1.4 La peste noire : une crise démographique et sociale


La peste noire, qui frappe à partir de 1347, décime entre 30 et 50 % de la population européenne, bouleversant les équilibres sociaux et économiques. Dans la Picardie, des villages comme Noyon ou Laon perdent la moitié de leurs habitants en quelques mois, leurs rues autrefois animées devenant des cimetières à ciel ouvert. À Compiègne, le marché, jadis un lieu de commerce florissant, n’est plus qu’un alignement de stalles vides, le prix du blé grimpant au point qu’une miche de pain coûte une journée de travail. À Amiens, les cloches des églises sonnent sans cesse pour les morts, jusqu’à ce que les sonneurs succombent, laissant un silence lugubre envahir la ville. À Beauvais, des enfants orphelins errent dans les rues, leurs parents emportés par la maladie, mendiant des restes auprès des rares survivants. À Senlis, une femme, dernière survivante de sa famille, enterre seule ses trois enfants dans une fosse commune, avant de succomber à son tour. Les champs, privés de cultivateurs, restent en friche, les mauvaises herbes envahissant les cultures de blé et d’orge. Les troupeaux, sans bergers, meurent de faim ou s’égarent, leurs carcasses jonchant les chemins.

Théoriquement, cette pénurie de main-d’œuvre aurait dû bénéficier aux paysans survivants, leur travail devenant plus précieux. Dans certaines régions d’Europe, comme en Catalogne, les paysans obtiennent des loyers plus bas ou des exemptions de corvées. Mais en France, comme le note Duby dans L’économie rurale, les seigneurs réagissent en augmentant les charges pour compenser leurs pertes économiques. Dans l’Île-de-France, les corvées doublent, obligeant les paysans à négliger leurs propres terres. À Soissons, une veuve, après avoir perdu son mari à la peste, doit payer une redevance doublée pour garder sa maison, sous peine d’expulsion, la forçant à vendre ses maigres biens pour survivre. À Beauvais, un seigneur impose des corvées supplémentaires pour reconstruire un pont endommagé par les inondations, obligeant les paysans à abandonner leurs récoltes au moment crucial de la moisson. À Creil, un paysan est contraint de travailler sept jours d’affilée pour le seigneur, laissant ses enfants sans nourriture pendant une semaine, au point qu’ils doivent voler des pommes dans un verger voisin pour ne pas mourir de faim. À Montmorency, un seigneur réimpose le servage sur une communauté qui avait acquis sa liberté au siècle précédent, enchaînant des familles entières à la terre sous prétexte qu’ils n’ont plus assez de bras pour cultiver ses champs.

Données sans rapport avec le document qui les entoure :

use std::{
    str::FromStr,
    sync::{Arc, OnceLock},
    time::Duration,
};

use anyhow::Context;
use axum::{
    Extension, Router,
    http::{HeaderValue, Method, StatusCode, header},
    middleware,
    response::IntoResponse,
    routing::get,
    serve,
};
use metrics_exporter_prometheus::{PrometheusBuilder, PrometheusHandle};
use shared::{
    config::server::{Config, DatabaseConfig, LogFormat},
    llms::{LLMProvider, OpenAiProvider},
    usage::PriceTable,
};
use sqlx::postgres::{PgConnectOptions, PgPoolOptions};
use tokio::net::TcpListener;
use tower_http::{
    catch_panic::CatchPanicLayer,
    cors::{AllowHeaders, AllowMethods, AllowOrigin, CorsLayer},
};
use tracing::{error, info, level_filters::LevelFilter, warn};
use tracing_subscriber::{EnvFilter, fmt};

use crate::{
    app_state::AppState,
    db::bootstrap,
    http::error::{ApiError, panic_response},
    middleware::request_context::{self, RequestIdState},
    routes::{self, openapi::openapi_routes},
    services::{memory_store::MemoryStore, pg_store::PgChatStore, store::ChatStore},
    tracer,
};

static PROMETHEUS_HANDLE: OnceLock<PrometheusHandle> = OnceLock::new();

/// Process-wide Prometheus recorder. Installed on first use; when another
/// recorder is already installed, a detached handle is returned instead.
#[must_use]
pub fn metrics_handle() -> PrometheusHandle {
    PROMETHEUS_HANDLE
        .get_or_init(|| {
            let builder = PrometheusBuilder::new();
            let recorder = builder.build_recorder();
            let handle = recorder.handle();
            if metrics::set_global_recorder(recorder).is_err() {
                warn!("metrics recorder already installed");
            }
            handle
        })
        .clone()
}

async fn metrics_endpoint(Extension(handle): Extension<PrometheusHandle>) -> impl IntoResponse {
    (
        StatusCode::OK,
        [(
            header::CONTENT_TYPE,
            HeaderValue::from_static("text/plain; version=0.0.4"),
        )],
        handle.render(),
    )
}

async fn route_not_found() -> ApiError {
    ApiError::not_found("Route not found")
}

/// Initializes the tracing subscriber using the provided configuration.
/// Returns the configured default level.
#[must_use]
pub fn initialize_tracing(config: &Config) -> String {
    let env_filter = build_env_filter(config);

    let fmt_builder = fmt::fmt()
        .with_env_filter(env_filter)
        .with_target(false)
        .with_level(true)
        .with_thread_ids(false)
        .with_thread_names(false);

    let installed = if matches!(config.logging.format, LogFormat::Json) {
        fmt_builder.json().with_ansi(false).try_init()
    } else {
        fmt_builder.with_ansi(true).try_init()
    };
    if installed.is_err() {
        warn!("tracing subscriber already installed");
    }

    config.logging.level.clone()
}

fn build_env_filter(config: &Config) -> EnvFilter {
    let default_level = config
        .logging
        .level
        .parse::<LevelFilter>()
        .unwrap_or(LevelFilter::INFO);

    EnvFilter::try_from_default_env().unwrap_or_else(|_| {
        EnvFilter::builder()
            .with_default_directive(default_level.into())
            .from_env_lossy()
    })
}

/// Creates a connection pool with the configured statement timeout applied
/// to every session.
///
/// # Errors
/// Returns an error if the URL is malformed or no connection can be made.
pub async fn create_database_pool(db: &DatabaseConfig, url: &str) -> anyhow::Result<sqlx::PgPool> {
    let options = PgConnectOptions::from_str(url)
        .context("invalid database URL")?
        .options([("statement_timeout", db.statement_timeout_ms.to_string())]);

    let pool = PgPoolOptions::new()
        .max_connections(db.max_connections)
        .connect_with(options)
        .await
        .context("failed to connect to the database")?;

    metrics::gauge!("db_pool_max_connections").set(f64::from(db.max_connections));
    Ok(pool)
}

/// Picks the storage backend: Postgres when a URL is configured, otherwise
/// the in-memory store.
///
/// # Errors
/// Returns an error if the database is unreachable or bootstrap fails.
pub async fn create_store(config: &Config) -> anyhow::Result<Arc<dyn ChatStore>> {
    let Some(url) = config.db.url.as_deref() else {
        warn!("no database URL configured, using the in-memory store; data is lost on restart");
        return Ok(Arc::new(MemoryStore::new()));
    };

    let pool = create_database_pool(&config.db, url).await?;
    bootstrap::ensure_liveness(&pool)
        .await
        .context("database liveness check failed")?;

    if config.db.run_bootstrap {
        bootstrap::run(&pool, &config.db).await?;
    }

    bootstrap::ensure_readiness(&pool)
        .await
        .context("database schema is not ready")?;

    info!(max_connections = config.db.max_connections, "connected to Postgres");
    Ok(Arc::new(PgChatStore::new(pool)))
}

/// Builds the language model client when a credential is configured.
///
/// # Errors
/// Returns an error if the provider configuration is invalid.
pub fn create_provider(config: &Config) -> anyhow::Result<Option<Arc<dyn LLMProvider>>> {
    if !config.llm.has_credentials() {
        warn!("no language model API key configured; /api/chat will answer 500");
        return Ok(None);
    }

    let provider = OpenAiProvider::from_config(&config.llm)
        .context("invalid language model configuration")?;
    info!(
        provider = %config.llm.provider,
        endpoint = provider.endpoint(),
        model = %config.llm.default_model,
        "language model provider configured"
    );
    Ok(Some(Arc::new(provider)))
}

/// Creates the CORS layer. No configured origins means any origin.
#[must_use]
pub fn create_cors_layer(config: &Config) -> CorsLayer {
    let methods = vec![
        Method::GET,
        Method::POST,
        Method::PATCH,
        Method::DELETE,
        Method::OPTIONS,
    ];

    let cors = CorsLayer::new()
        .allow_methods(AllowMethods::list(methods))
        .allow_headers(AllowHeaders::mirror_request())
        .allow_credentials(config.server.cors.allow_credentials)
        .max_age(Duration::from_secs(config.server.cors.max_age_seconds));

    if config.server.cors.allowed_origins.is_empty() {
        // A wildcard origin cannot be combined with credentials.
        if config.server.cors.allow_credentials {
            cors.allow_origin(AllowOrigin::mirror_request())
        } else {
            cors.allow_origin(AllowOrigin::any())
        }
    } else {
        let origins = config
            .server
            .cors
            .allowed_origins
            .iter()
            .filter_map(|origin| HeaderValue::from_str(origin).ok())
            .collect::<Vec<_>>();
        cors.allow_origin(AllowOrigin::list(origins))
    }
}

/// Creates the application router with all middleware and routes.
#[must_use]
pub fn create_app_router(
    state: Arc<AppState>,
    config: Arc<Config>,
    metrics_handle: PrometheusHandle,
) -> Router {
    let cors = create_cors_layer(&config);
    let request_id_state = RequestIdState::from_config(&config);

    Router::new()
        .nest("/api", routes::api::create_api_router(&config))
        .merge(routes::health::create_health_router())
        .merge(openapi_routes())
        .route("/metrics", get(metrics_endpoint))
        .fallback(route_not_found)
        .with_state(state)
        .layer(Extension(config))
        .layer(Extension(metrics_handle))
        .layer(CatchPanicLayer::custom(panic_response))
        .layer(cors)
        .layer(tracer::create_trace_layer())
        .layer(middleware::from_fn_with_state(
            request_id_state,
            request_context::assign_request_id,
        ))
}

/// Resolves when the process receives Ctrl+C.
pub async fn create_shutdown_signal() {
    if let Err(err) = tokio::signal::ctrl_c().await {
        error!(error = %err, "failed to listen for the shutdown signal");
        std::future::pending::<()>().await;
    }
    info!("Shutting down...");
}

/// Starts the server with a fully resolved configuration.
///
/// # Errors
/// Returns an error if a backend cannot be initialized or the listener
/// cannot be bound.
pub async fn run(config: Config) -> anyhow::Result<()> {
    let level = initialize_tracing(&config);
    info!(profile = ?config.profile, %level, "Starting server...");

    let metrics_handle = metrics_handle();
    let config = Arc::new(config);

    let store = create_store(&config).await?;
    let provider = create_provider(&config)?;
    let state = Arc::new(AppState::new(
        store,
        provider,
        PriceTable::from_config(&config.pricing),
    ));

    let app = create_app_router(state, config.clone(), metrics_handle);

    let listener = TcpListener::bind((config.server.host.as_str(), config.server.port))
        .await
        .with_context(|| {
            format!(
                "failed to bind {}:{}",
                config.server.host, config.server.port
            )
        })?;
    info!(address = %listener.local_addr()?, "Listening");

    serve(listener, app)
        .with_graceful_shutdown(create_shutdown_signal())
        .await?;

    Ok(())
}
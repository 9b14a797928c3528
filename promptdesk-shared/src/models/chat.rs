use chrono::{DateTime, Utc};
use serde::{Deserialize, Serialize};
use utoipa::{IntoParams, ToSchema};
use uuid::Uuid;

#[derive(Debug, Clone, Copy, Serialize, Deserialize, PartialEq, Eq, Hash, ToSchema)]
#[serde(rename_all = "snake_case")]
pub enum MessageRole {
    User,
    Assistant,
    System,
}

impl MessageRole {
    #[must_use]
    pub const fn as_str(self) -> &'static str {
        match self {
            Self::User => "user",
            Self::Assistant => "assistant",
            Self::System => "system",
        }
    }

    /// Roles that may be persisted in a chat transcript.
    #[must_use]
    pub const fn is_storable(self) -> bool {
        matches!(self, Self::User | Self::Assistant)
    }
}

impl TryFrom<&str> for MessageRole {
    type Error = &'static str;

    fn try_from(value: &str) -> Result<Self, Self::Error> {
        match value {
            "user" => Ok(Self::User),
            "assistant" => Ok(Self::Assistant),
            "system" => Ok(Self::System),
            _ => Err("invalid message role"),
        }
    }
}

impl std::fmt::Display for MessageRole {
    fn fmt(&self, f: &mut std::fmt::Formatter<'_>) -> std::fmt::Result {
        f.write_str(self.as_str())
    }
}

/// One role-tagged turn sent to the completion endpoint.
#[derive(Debug, Clone, PartialEq, Eq, Serialize, Deserialize, ToSchema)]
pub struct ChatTurn {
    pub role: MessageRole,
    /// Missing content is sent upstream as an empty string.
    #[serde(default)]
    pub content: Option<String>,
}

impl ChatTurn {
    #[must_use]
    pub fn new(role: MessageRole, content: impl Into<String>) -> Self {
        Self {
            role,
            content: Some(content.into()),
        }
    }

    #[must_use]
    pub fn content_or_empty(&self) -> &str {
        self.content.as_deref().unwrap_or_default()
    }
}

/// Body of `POST /api/chat`.
#[derive(Debug, Clone, Default, Serialize, Deserialize, ToSchema)]
#[serde(rename_all = "camelCase")]
pub struct ChatRequest {
    #[serde(default)]
    pub messages: Vec<ChatTurn>,
    #[serde(default)]
    pub system_prompt: Option<String>,
    #[serde(default)]
    pub model: Option<String>,
}

/// A conversation between one user fingerprint and (optionally) one assistant.
#[derive(Debug, Clone, PartialEq, Eq, Serialize, Deserialize, ToSchema)]
#[serde(rename_all = "camelCase")]
pub struct Chat {
    pub id: Uuid,
    pub title: String,
    pub user_fingerprint: String,
    pub assistant_id: Option<Uuid>,
    pub created_at: DateTime<Utc>,
    pub updated_at: DateTime<Utc>,
}

#[derive(Debug, Clone, Serialize, Deserialize, ToSchema)]
#[serde(rename_all = "camelCase")]
pub struct CreateChatRequest {
    pub user_fingerprint: String,
    #[serde(default)]
    pub assistant_id: Option<Uuid>,
    #[serde(default)]
    pub title: Option<String>,
}

#[derive(Debug, Clone, Default, Serialize, Deserialize, IntoParams)]
#[serde(rename_all = "camelCase")]
#[into_params(parameter_in = Query)]
pub struct ChatListQuery {
    pub user_fingerprint: Option<String>,
}
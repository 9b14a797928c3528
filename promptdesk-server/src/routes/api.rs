use std::sync::Arc;

use axum::{Router, middleware};
use shared::config::Config;
use tracing::debug;

use crate::{
    app_state::AppState,
    handlers::{admin, assistants, chat, conversations},
    middleware::admin_auth::{AdminTokenState, require_admin_token},
};

/// Routes mounted under `/api`.
pub fn create_api_router(config: &Config) -> Router<Arc<AppState>> {
    let admin_state = AdminTokenState::from_config(config);
    debug!(admin = ?admin_state, "creating api router");

    Router::new()
        .merge(chat::routes())
        .merge(assistants::routes())
        .merge(conversations::routes())
        .merge(
            admin::routes()
                .route_layer(middleware::from_fn_with_state(admin_state, require_admin_token)),
        )
}
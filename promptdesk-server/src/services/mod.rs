//! Domain services and the storage backends behind them.

pub mod analytics;
pub mod chat_service;
pub mod chat_stream;
pub mod memory_store;
pub mod message_service;
pub mod pg_store;
pub mod store;

pub use chat_service::ChatService;
pub use message_service::MessageService;
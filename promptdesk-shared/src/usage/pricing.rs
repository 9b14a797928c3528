//! Cost estimation for model usage.
//!
//! Prices are quoted in USD per one million tokens and converted to the
//! display currency with a fixed exchange rate. The figures are estimates for
//! dashboards and are never used to enforce limits.

use std::collections::BTreeMap;

use serde::{Deserialize, Serialize};
use tracing::warn;
use utoipa::ToSchema;

use crate::config::llm::PricingConfig;

const TOKENS_PER_PRICE_UNIT: f64 = 1_000_000.0;

/// Which side of a completion the tokens were spent on.
#[derive(Debug, Clone, Copy, PartialEq, Eq)]
pub enum Direction {
    /// Prompt tokens sent to the model.
    Input,
    /// Completion tokens produced by the model.
    Output,
}

/// Price of one model, USD per million tokens.
#[derive(Debug, Clone, PartialEq, Serialize, Deserialize)]
pub struct ModelPrice {
    /// Price per million prompt tokens.
    pub input_per_million: f64,
    /// Price per million completion tokens.
    pub output_per_million: f64,
    /// Human readable model name.
    #[serde(default, skip_serializing_if = "Option::is_none")]
    pub display_name: Option<String>,
}

impl ModelPrice {
    #[must_use]
    pub fn new(input_per_million: f64, output_per_million: f64, display_name: &str) -> Self {
        Self {
            input_per_million,
            output_per_million,
            display_name: Some(display_name.to_string()),
        }
    }

    fn per_million(&self, direction: Direction) -> f64 {
        match direction {
            Direction::Input => self.input_per_million,
            Direction::Output => self.output_per_million,
        }
    }
}

/// Prices shipped with the service.
#[must_use]
pub fn builtin_prices() -> BTreeMap<String, ModelPrice> {
    BTreeMap::from([
        (
            "gpt-4o-mini".to_string(),
            ModelPrice::new(0.15, 0.60, "GPT-4o Mini"),
        ),
        ("gpt-4o".to_string(), ModelPrice::new(2.50, 10.00, "GPT-4o")),
        ("gpt-4".to_string(), ModelPrice::new(30.00, 60.00, "GPT-4")),
    ])
}

/// Input, output and total cost for a batch of usage.
#[derive(Debug, Clone, PartialEq, Serialize, Deserialize, ToSchema)]
#[serde(rename_all = "camelCase")]
pub struct CostEstimate {
    pub input_cost: f64,
    pub output_cost: f64,
    pub total_cost: f64,
    /// `total_cost` rendered for display.
    pub formatted: String,
}

/// Lookup table from model id to price, plus the display currency.
#[derive(Debug, Clone)]
pub struct PriceTable {
    prices: BTreeMap<String, ModelPrice>,
    default_model: String,
    fx_rate: f64,
    currency_symbol: String,
    minor_unit_suffix: String,
}

impl Default for PriceTable {
    fn default() -> Self {
        Self::from_config(&PricingConfig::default())
    }
}

impl PriceTable {
    /// Builds a table from configuration. The configured default model must
    /// be present in `models`; [`PricingConfig`] validation checks this.
    #[must_use]
    pub fn from_config(config: &PricingConfig) -> Self {
        Self {
            prices: config.models.clone(),
            default_model: config.default_model.clone(),
            fx_rate: config.fx_rate,
            currency_symbol: config.currency_symbol.clone(),
            minor_unit_suffix: config.minor_unit_suffix.clone(),
        }
    }

    /// Model whose prices are used for unknown ids and for aggregate views.
    #[must_use]
    pub fn default_model(&self) -> &str {
        &self.default_model
    }

    fn price_for(&self, model: &str) -> Option<&ModelPrice> {
        if let Some(price) = self.prices.get(model) {
            return Some(price);
        }
        warn!(
            model,
            fallback = %self.default_model,
            "unknown model in price table, using default pricing"
        );
        self.prices.get(&self.default_model)
    }

    /// Cost of `tokens` in the display currency.
    #[must_use]
    #[allow(clippy::cast_precision_loss)]
    pub fn calculate_cost(&self, tokens: u64, direction: Direction, model: &str) -> f64 {
        let Some(price) = self.price_for(model) else {
            return 0.0;
        };
        tokens as f64 * price.per_million(direction) / TOKENS_PER_PRICE_UNIT * self.fx_rate
    }

    /// Costs of one prompt/completion pair.
    #[must_use]
    pub fn estimate(&self, input_tokens: u64, output_tokens: u64, model: &str) -> CostEstimate {
        let input_cost = self.calculate_cost(input_tokens, Direction::Input, model);
        let output_cost = self.calculate_cost(output_tokens, Direction::Output, model);
        let total_cost = input_cost + output_cost;
        CostEstimate {
            input_cost,
            output_cost,
            total_cost,
            formatted: self.format_cost(total_cost),
        }
    }

    /// Renders a cost. Amounts below one major unit are shown in minor units.
    #[must_use]
    pub fn format_cost(&self, cost: f64) -> String {
        if cost < 1.0 {
            format!("{:.2} {}", cost * 100.0, self.minor_unit_suffix)
        } else {
            format!("{cost:.2} {}", self.currency_symbol)
        }
    }

    /// Human readable name for a model id, or the id itself when unknown.
    #[must_use]
    pub fn display_name<'a>(&'a self, model: &'a str) -> &'a str {
        self.prices
            .get(model)
            .and_then(|price| price.display_name.as_deref())
            .unwrap_or(model)
    }
}
//! Heuristic token estimation.
//!
//! The estimate is a display figure used while a reply is still streaming and
//! as a fallback when the provider does not report usage. It is never exact.

const PUNCTUATION: &[char] = &[
    '.', ',', '!', '?', ';', ':', '(', ')', '[', ']', '{', '}', '\'', '"',
];

/// Estimates the number of tokens in `text`.
///
/// Words of up to four characters count as one token, up to eight as two,
/// and longer words as one token per four characters (rounded up). Every
/// punctuation character adds one more. Any non-empty text is at least one
/// token, whitespace included; only empty text is zero.
#[must_use]
pub fn estimate_tokens(text: &str) -> u32 {
    if text.is_empty() {
        return 0;
    }

    let words: u32 = text.split_whitespace().map(word_tokens).sum();
    let punctuation = text.chars().filter(|c| PUNCTUATION.contains(c)).count();
    let punctuation = u32::try_from(punctuation).unwrap_or(u32::MAX);

    words.saturating_add(punctuation).max(1)
}

fn word_tokens(word: &str) -> u32 {
    let len = word.chars().count();
    let tokens = match len {
        0..=4 => 1,
        5..=8 => 2,
        _ => len.div_ceil(4),
    };
    u32::try_from(tokens).unwrap_or(u32::MAX)
}

/// Running estimate over a reply that arrives in fragments.
#[derive(Debug, Clone, Default)]
pub struct TokenTally {
    text: String,
}

impl TokenTally {
    /// Creates an empty tally.
    #[must_use]
    pub fn new() -> Self {
        Self::default()
    }

    /// Appends a streamed fragment and returns the updated estimate.
    pub fn push(&mut self, fragment: &str) -> u32 {
        self.text.push_str(fragment);
        self.estimate()
    }

    /// Estimate for everything pushed so far.
    #[must_use]
    pub fn estimate(&self) -> u32 {
        estimate_tokens(&self.text)
    }

    /// Text accumulated so far.
    #[must_use]
    pub fn text(&self) -> &str {
        &self.text
    }

    /// Consumes the tally and returns the accumulated text.
    #[must_use]
    pub fn into_text(self) -> String {
        self.text
    }
}
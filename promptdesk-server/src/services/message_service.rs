use std::{fmt, sync::Arc};

use shared::models::{
    AppendMessageRequest, Message, MessageRole, UsageCorrectionRequest, WelcomeMessageRequest,
};
use tracing::{debug, instrument};
use uuid::Uuid;

use super::store::{AppendOutcome, ChatStore, NewMessage, StoreError, StoreResult};

/// Append/list gateway for chat transcripts.
///
/// Repeating an append with the same role and content is a successful no-op,
/// so clients may retry a turn (or a welcome message) safely.
#[derive(Clone)]
pub struct MessageService {
    store: Arc<dyn ChatStore>,
}

impl fmt::Debug for MessageService {
    fn fmt(&self, f: &mut fmt::Formatter<'_>) -> fmt::Result {
        f.debug_struct("MessageService")
            .field("store", &self.store.backend())
            .finish()
    }
}

impl MessageService {
    /// Creates a new message service.
    ///
    /// # Arguments
    /// * `store` - Backend holding chats and messages.
    #[must_use]
    pub fn new(store: Arc<dyn ChatStore>) -> Self {
        Self { store }
    }

    /// Validates and appends a message to a chat.
    ///
    /// # Arguments
    /// * `chat_id` - The chat receiving the message.
    /// * `request` - Role, content and optional token figures.
    ///
    /// # Returns
    /// [`AppendOutcome::Created`] for a new row, [`AppendOutcome::Duplicate`]
    /// when an identical message was already stored.
    ///
    /// # Errors
    /// Returns [`StoreError::Validation`] for missing or invalid fields,
    /// [`StoreError::NotFound`] for an unknown chat, and
    /// [`StoreError::Database`] for backend failures.
    #[instrument(name = "messages.append", skip(self, request), err)]
    pub async fn append(
        &self,
        chat_id: Uuid,
        request: AppendMessageRequest,
    ) -> StoreResult<AppendOutcome> {
        let new = validate_append(request)?;
        self.store_message(chat_id, new).await
    }

    /// Appends an assistant greeting. Repeated greetings collapse into one.
    ///
    /// # Errors
    /// Same as [`MessageService::append`].
    #[instrument(name = "messages.append_welcome", skip(self, request), err)]
    pub async fn append_welcome(
        &self,
        chat_id: Uuid,
        request: WelcomeMessageRequest,
    ) -> StoreResult<AppendOutcome> {
        let Some(content) = normalize_content(&request.welcome_message) else {
            return Err(StoreError::Validation(
                "welcomeMessage is required".to_string(),
            ));
        };

        self.store_message(
            chat_id,
            NewMessage {
                role: MessageRole::Assistant,
                content,
                token_count: 0,
                system_prompt_tokens: 0,
            },
        )
        .await
    }

    async fn store_message(&self, chat_id: Uuid, new: NewMessage) -> StoreResult<AppendOutcome> {
        let outcome = self.store.append_message(chat_id, new).await?;
        let result = if outcome.is_duplicate() {
            debug!(message_id = %outcome.message().id, "duplicate append ignored");
            "duplicate"
        } else {
            "created"
        };
        metrics::counter!("messages_appended_total", "result" => result).increment(1);
        Ok(outcome)
    }

    /// Lists a chat's messages, oldest first.
    ///
    /// # Errors
    /// Returns [`StoreError::NotFound`] for an unknown chat.
    pub async fn list(&self, chat_id: Uuid) -> StoreResult<Vec<Message>> {
        self.store.list_messages(chat_id).await
    }

    /// Replaces estimated token figures with provider-reported ones.
    ///
    /// # Errors
    /// Returns [`StoreError::Validation`] when nothing is supplied or a value
    /// is negative, and [`StoreError::NotFound`] for an unknown message.
    #[instrument(name = "messages.correct_usage", skip(self), err)]
    pub async fn correct_usage(
        &self,
        chat_id: Uuid,
        message_id: Uuid,
        request: UsageCorrectionRequest,
    ) -> StoreResult<Message> {
        if request.token_count.is_none() && request.system_prompt_tokens.is_none() {
            return Err(StoreError::Validation(
                "tokenCount or systemPromptTokens is required".to_string(),
            ));
        }
        check_non_negative(request.token_count)?;
        check_non_negative(request.system_prompt_tokens)?;

        self.store
            .correct_usage(
                chat_id,
                message_id,
                request.token_count,
                request.system_prompt_tokens,
            )
            .await
    }

    /// Deletes every message of a chat.
    ///
    /// # Errors
    /// Returns [`StoreError::NotFound`] for an unknown chat.
    #[instrument(name = "messages.delete_all", skip(self), err)]
    pub async fn delete_all(&self, chat_id: Uuid) -> StoreResult<u64> {
        self.store.delete_messages(chat_id).await
    }
}

fn check_non_negative(value: Option<i64>) -> StoreResult<()> {
    match value {
        Some(value) if value < 0 => Err(StoreError::Validation(
            "Token counts must not be negative".to_string(),
        )),
        _ => Ok(()),
    }
}

/// Content as stored: surrounding whitespace removed, blank is `None`.
/// Both append paths share it so dedup sees the same text.
fn normalize_content(content: &str) -> Option<String> {
    let content = content.trim();
    (!content.is_empty()).then(|| content.to_string())
}

/// Single validation step in front of the store.
///
/// # Errors
/// Returns [`StoreError::Validation`] for a missing role or content, a
/// non-storable role, or negative token counts.
pub fn validate_append(request: AppendMessageRequest) -> StoreResult<NewMessage> {
    let content = request.content.as_deref().and_then(normalize_content);
    let (Some(role), Some(content)) = (request.role, content) else {
        return Err(StoreError::Validation(
            "Content and role are required".to_string(),
        ));
    };

    if !role.is_storable() {
        return Err(StoreError::Validation(
            "Role must be 'user' or 'assistant'".to_string(),
        ));
    }

    check_non_negative(request.token_count)?;
    check_non_negative(request.system_prompt_tokens)?;

    Ok(NewMessage {
        role,
        content,
        token_count: request.token_count.unwrap_or(0),
        system_prompt_tokens: request.system_prompt_tokens.unwrap_or(0),
    })
}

Froissart décrit l’impact de la peste sur les tensions sociales, mettant en lumière la détresse des paysans :

« Aprés ceste grant mortalité, li labourans et li povre peuple furent en grant destrece, car li seigneurs orent tout pris et ne leur lessoient riens » (Chroniques, BnF, Français 2664, folio 15v, colonne 1, lignes 18-21).

En français moderne : « Après cette grande mortalité, les laboureurs et le pauvre peuple furent en grande détresse, car les seigneurs avaient tout pris et ne leur laissaient rien. » Ce passage reflète l’exploitation accrue décrite par Duby, où les seigneurs profitent de la crise pour intensifier leur contrôle.

Froissart ajoute un autre témoignage sur les conséquences économiques de la peste, qui ont aggravé la misère des paysans :

« Tant orent li povre genz de necessité aprés la pestilence que a peine povoient il vivre, car tout estoit si cher que une povre femme ne pooit avoir du pain pour ses enfans » (Chroniques, BnF, Français 2664, folio 18r, colonne 2, lignes 25-28).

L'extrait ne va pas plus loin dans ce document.